Gator sightings are nothing unusual for me- we once had a wee gator take a dip our pool at home, you can see them on every Florida golf course, and once a good family friend was called in by the police to identify an alligator she saw while running that later attacked and killed an old man (really, I'm not joking. Alligator homicide is the real deal in the F-L-A).


This little bit of BBC "badassery in nature" is actually a bit distressing though; it is actually a hardcore Aesop fable for the ecological shitstorm of modern times. The truth is that the pythons of the Everglades are only there because the serpent pets of hick kids in the Florida swamps got loose- they were never there before- that's yet another unfortunate imbalance in an ecosystem that's suffering from all the fucked up things the state government allows to happen to the 'glades. The news story is basically a mini-metaphor for the encroachment on swampy wonderland. I remember when I used to travel with my family to visit my grandmother from the West to the East coast along "Alligator Alley", a long highway that cuts through the state which gets its name for the reptiles that litter the swamps on the sides of the roads, I would pass the time on the drive by counting each alligators I saw- it was a long-ass drive. Now, crossing the state a lot of that gator land has been lost to new shitty Florida housing developments and other insta-build shitholes. It's actually pretty sad to see your home state go from a fucked up paradise to a fucked up stripmall due to the appetite of the proverbial python of "progress".
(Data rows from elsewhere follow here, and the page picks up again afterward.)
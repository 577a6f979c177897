//! unimeta CLI - unified metadata and lineage across dbt projects

use anyhow::Result;
use clap::Parser;
use tracing_subscriber::EnvFilter;

mod cli;
mod commands;

use cli::{Cli, Commands};
use commands::common::ExitCode;
use commands::{build, cycles, describe, lineage, ls, serve};

#[tokio::main]
async fn main() {
    let cli = Cli::parse();
    init_logging(cli.global.verbose);

    if let Err(err) = run(&cli).await {
        if let Some(code) = err.downcast_ref::<ExitCode>() {
            std::process::exit(code.0);
        }
        eprintln!("Error: {:#}", err);
        std::process::exit(1);
    }
}

async fn run(cli: &Cli) -> Result<()> {
    match &cli.command {
        Commands::Build(args) => build::execute(args, &cli.global).await,
        Commands::Ls(args) => ls::execute(args, &cli.global).await,
        Commands::Lineage(args) => lineage::execute(args, &cli.global).await,
        Commands::Cycles(args) => cycles::execute(args, &cli.global).await,
        Commands::Describe(args) => describe::execute(args, &cli.global).await,
        Commands::Serve(args) => serve::execute(args, &cli.global).await,
    }
}

/// Log to stderr; `RUST_LOG` wins over `--verbose`.
fn init_logging(verbose: bool) {
    let default = if verbose { "debug" } else { "info" };
    tracing_subscriber::fmt()
        .with_env_filter(
            EnvFilter::try_from_default_env().unwrap_or_else(|_| EnvFilter::new(default)),
        )
        .with_target(false)
        .with_writer(std::io::stderr)
        .init();
}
Perhaps once the endtimes come (so soon!) the gators will burst from our bellies and reclaim their homeland. In the meantime, I suppose people on those terrible touristy airboats should be more afraid of falling into the water and getting swallowed by a snake than getting chomped by an alligators.

Qui Etes Vous, Floozy FAQ Episode 2?

Part One of Episode 2 is finally here! Rejoice!



The second part will be coming soon.
Keep mailing your problems to den.webber@gmail.com- we're here to help.

Also! I promise I'll be doing some more serious updating on here soon. I feel like a deadbeat braindead dad to this blog.
I promise I'll make it better, son...I promise...




In the meantime I have to share my EXPLOSIVE EXCITEMENT over the upcoming criterion release (the first ever on DVD in the US...with Mr. Freedom too!!!) of classic 60's fashion satire, QUI ETES VOUS POLLY MAGOO!

I have been waiting for this moment for aaaaaaages. Please have a sneak peak at the opening scene in which French society ladies marvel at a mod mod modern "fashion" show featuring girls wearing what looks to be mangled slides from a playground-

Qui Etes Vous...is one of those films that manages to both subvert the fashion scene of its time while also being undeniably fresh and chic on its own terms.

Oooh oooh oooh Polly Magoo!
I'll be sure to put on my face when I go out and buy you!